IDDF2023-ABS-0180 Global metabolomic profiles of 384 gut bacterial strains revealed unique features of different taxa and distinct relationships between phylogeny and metabolites

Background

Gut microbes modulate host phenotypes and are closely related to multiple diseases in humans, ranging from obesity to cancers. Production of active metabolites is a key route through which gut microorganisms influence host physiology. However, limited information about the metabolomics of individual gut bacterial strains greatly hindered the mechanical connections between the gut microbiome and host phenotypes.

Methods

In this study, we analyzed the metabolic profiles of 384 gut microbial strains using untargeted UPLC-MS/MS-based metabolomics.
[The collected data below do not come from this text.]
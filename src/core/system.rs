//! `WorkerSystem`: the facade the host application talks to.
//!
//! It owns the handler registry, the task store and the worker pool. There
//! is no global instance; hosts keep the system in an `Arc` or pass it by
//! reference.

use std::sync::Arc;

use serde_json::Value;
use tracing::info;

use super::audit::AuditSink;
use super::error::SchedulerError;
use super::handler::{HandlerRegistry, TaskHandler};
use super::retry::RetryPolicy;
use super::task::{TaskRecord, TaskStatus};
use super::worker::WorkerMetadata;
use super::worker_pool::WorkerPool;
use crate::builders::WorkerSystemBuilder;
use crate::config::{SchedulerConfig, WorkerConfig};
use crate::infra::store::TaskStore;
use crate::runtime::api::{SystemStatus, TaskRequest};
use crate::util::serde::{Priority, TaskId, WorkerId};

/// Task scheduler facade.
///
/// ```rust,ignore
/// use worker_scheduler::config::{SchedulerConfig, WorkerConfig};
/// use worker_scheduler::core::{handler_fn, WorkerSystem};
/// use worker_scheduler::util::serde::Priority;
///
/// let system = WorkerSystem::new(SchedulerConfig::default())?;
/// system.register_task_type("echo", handler_fn(|task, _ctx| async move {
///     Ok(task.payload().clone())
/// }))?;
/// system.start()?;
/// system.create_worker(WorkerConfig::named("w1"))?;
///
/// let id = system.submit_task("echo", serde_json::json!({"x": 1}), Priority::High, None, None)?;
/// let record = system.get_task_status(&id)?;
/// ```
pub struct WorkerSystem {
    handlers: Arc<HandlerRegistry>,
    store: Arc<dyn TaskStore>,
    pool: Arc<WorkerPool>,
}

impl WorkerSystem {
    /// System with an in-memory store and no audit sink.
    ///
    /// # Errors
    ///
    /// Returns `InvalidConfig` if `config` does not validate.
    pub fn new(config: SchedulerConfig) -> Result<Self, SchedulerError> {
        WorkerSystemBuilder::new().with_config(config).build()
    }

    /// System with an in-memory store recording audit events into `audit`.
    ///
    /// # Errors
    ///
    /// Returns `InvalidConfig` if `config` does not validate.
    pub fn with_audit(config: SchedulerConfig, audit: Arc<dyn AuditSink>) -> Result<Self, SchedulerError> {
        WorkerSystemBuilder::new()
            .with_config(config)
            .with_audit(audit)
            .build()
    }

    /// System over explicit collaborators.
    ///
    /// # Errors
    ///
    /// Returns `InvalidConfig` if `config` does not validate.
    pub fn with_components(
        config: SchedulerConfig,
        store: Arc<dyn TaskStore>,
        audit: Option<Arc<dyn AuditSink>>,
    ) -> Result<Self, SchedulerError> {
        let handlers = Arc::new(HandlerRegistry::new());
        let pool = WorkerPool::new(config, Arc::clone(&handlers), Arc::clone(&store), audit)?;
        Ok(Self { handlers, store, pool })
    }

    /// Start the background scheduler.
    ///
    /// # Errors
    ///
    /// Returns `Shutdown` after [`WorkerSystem::shutdown`].
    pub fn start(&self) -> Result<(), SchedulerError> {
        self.pool.start()?;
        info!(task_types = ?self.handlers.task_types(), "worker system started");
        Ok(())
    }

    /// Stop the scheduler and every worker; queued work is cancelled.
    pub async fn shutdown(&self) {
        self.pool.shutdown().await;
        info!("worker system shut down");
    }

    /// Whether the scheduler is running.
    #[must_use]
    pub fn is_running(&self) -> bool {
        self.pool.is_running()
    }

    /// Bind a handler to `task_type`. Registering the same type again
    /// replaces the handler and leaves the set of types unchanged.
    ///
    /// # Errors
    ///
    /// Returns `Validation` for an empty task type.
    pub fn register_task_type(
        &self,
        task_type: impl Into<String>,
        handler: Arc<dyn TaskHandler>,
    ) -> Result<(), SchedulerError> {
        let task_type = task_type.into();
        if task_type.trim().is_empty() {
            return Err(SchedulerError::Validation("task type must not be empty".into()));
        }
        let replaced = self.handlers.register(task_type.clone(), handler);
        info!(task_type = %task_type, replaced, "task type registered");
        Ok(())
    }

    /// Registered task types, sorted.
    #[must_use]
    pub fn list_task_types(&self) -> Vec<String> {
        self.handlers.task_types()
    }

    /// Create and start a worker. Without explicit capabilities the worker
    /// accepts every task type registered at this point.
    ///
    /// # Errors
    ///
    /// - `InvalidConfig` for an invalid config or a worker with no
    ///   capabilities
    /// - `Shutdown` after shutdown
    pub fn create_worker(&self, config: WorkerConfig) -> Result<WorkerId, SchedulerError> {
        config.validate().map_err(SchedulerError::InvalidConfig)?;
        let metadata = WorkerMetadata::from_config(&config, self.pool.config(), self.handlers.task_types());
        if metadata.capabilities.is_empty() {
            return Err(SchedulerError::InvalidConfig(
                "worker has no capabilities and no task types are registered".into(),
            ));
        }
        let worker = self.pool.register_worker(metadata)?;
        Ok(worker.worker_id().to_string())
    }

    /// Remove a worker gracefully.
    ///
    /// # Errors
    ///
    /// Returns `WorkerNotFound` for unknown ids.
    pub async fn unregister_worker(&self, worker_id: &str) -> Result<(), SchedulerError> {
        self.pool.unregister_worker(worker_id).await
    }

    /// Submit a task with the common fields.
    ///
    /// # Errors
    ///
    /// See [`WorkerSystem::submit`].
    pub fn submit_task(
        &self,
        task_type: &str,
        payload: Value,
        priority: Priority,
        timeout_seconds: Option<u64>,
        retry_policy: Option<RetryPolicy>,
    ) -> Result<TaskId, SchedulerError> {
        let mut request = TaskRequest::new(task_type, payload).with_priority(priority);
        request.timeout_seconds = timeout_seconds;
        request.retry_policy = retry_policy;
        self.submit(request)
    }

    /// Submit a fully specified task.
    ///
    /// # Errors
    ///
    /// - `Validation` for an unknown task type, a non-object payload, a zero
    ///   timeout, an invalid retry policy, an empty tag or an unknown
    ///   dependency; nothing is recorded in that case
    /// - `Capacity`, `WorkerUnavailable`, `Shutdown` or `Storage` from the
    ///   pool
    pub fn submit(&self, request: TaskRequest) -> Result<TaskId, SchedulerError> {
        self.validate(&request)?;
        self.pool.submit_task(request.into_task())
    }

    fn validate(&self, request: &TaskRequest) -> Result<(), SchedulerError> {
        let invalid = |msg: String| Err(SchedulerError::Validation(msg));
        if !self.handlers.contains(&request.task_type) {
            return invalid(format!("unknown task type `{}`", request.task_type));
        }
        if !request.payload.is_object() {
            return invalid("payload must be a JSON object".into());
        }
        if request.timeout_seconds == Some(0) {
            return invalid("timeout_seconds must be greater than 0".into());
        }
        if let Some(policy) = &request.retry_policy {
            policy.validate().map_err(SchedulerError::Validation)?;
        }
        if request.tags.iter().any(|t| t.trim().is_empty()) {
            return invalid("tags must not be empty".into());
        }
        for dep in &request.depends_on {
            if self.store.load_task(dep)?.is_none() {
                return invalid(format!("unknown dependency `{dep}`"));
            }
        }
        Ok(())
    }

    /// Current record of a task.
    ///
    /// # Errors
    ///
    /// Returns `TaskNotFound` for unknown ids and `Storage` on backend
    /// failure.
    pub fn get_task_status(&self, task_id: &str) -> Result<TaskRecord, SchedulerError> {
        self.store
            .load_task(task_id)?
            .map(|task| task.record())
            .ok_or_else(|| SchedulerError::TaskNotFound(task_id.to_string()))
    }

    /// Records of all tasks, optionally filtered by status, oldest first.
    ///
    /// # Errors
    ///
    /// Returns `Storage` on backend failure.
    pub fn list_tasks(&self, status: Option<TaskStatus>) -> Result<Vec<TaskRecord>, SchedulerError> {
        Ok(self
            .store
            .list_tasks(status)?
            .iter()
            .map(super::task::Task::record)
            .collect())
    }

    /// Cancel a task. Returns `false` when it had already finished.
    ///
    /// # Errors
    ///
    /// Returns `TaskNotFound` for unknown ids.
    pub fn cancel_task(&self, task_id: &str) -> Result<bool, SchedulerError> {
        self.pool.cancel_task(task_id)
    }

    /// System projection.
    #[must_use]
    pub fn get_system_status(&self) -> SystemStatus {
        SystemStatus {
            running: self.is_running(),
            registered_task_types: self.handlers.task_types(),
            pool_status: self.pool.get_status(),
        }
    }

    /// The worker pool.
    #[must_use]
    pub const fn pool(&self) -> &Arc<WorkerPool> {
        &self.pool
    }

    /// The task store.
    #[must_use]
    pub const fn store(&self) -> &Arc<dyn TaskStore> {
        &self.store
    }
}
These bacterial strains belonged to 7 phyla, 42 families, 58 genera and 166 species. Their genome drafts were also obtained to perform comparative genomics.

Results

We identified 449 and 165 metabolites in positive and negative ion mode, respectively. Amino acids, fatty acids, nucleotides and their derives, phospholipids, glycolysis products, and oligopeptides are the main products of the gut bacteria. Two groups of metabolites were obviously aggregated and mutually exclusive among different strains. The first group was mainly composed of prostaglandin analogues and lysophosphatidylethanolamines comprising saturated fatty acids, while the other group contained tetrapeptides and unsaturated fatty acids. We found a kind of lysophosphatidylethanolamines comprising monounsaturated fatty acids is a unique metabolite of Proteobacteria. The 3-hydroxydecanoyl ACP dehydrogenase/isomerase (FabA), an essential enzyme for de novo unsaturated fatty acids synthesis, is the key gene that responds to the unique lysophosphatidylethanolamine profile of Proteobacteria bacteria. Using the metabolomic data, we also found there were obvious deviations in the relationships between phylogeny and metabolism.

Conclusions

Collectively, our results revealed global metabolic profiles of 166 gut bacterial species which exhibited distinct relationships between phylogeny and metabolites, providing a useful resource to define mechanistic connections between individual gut bacterial strains and host phenotypes.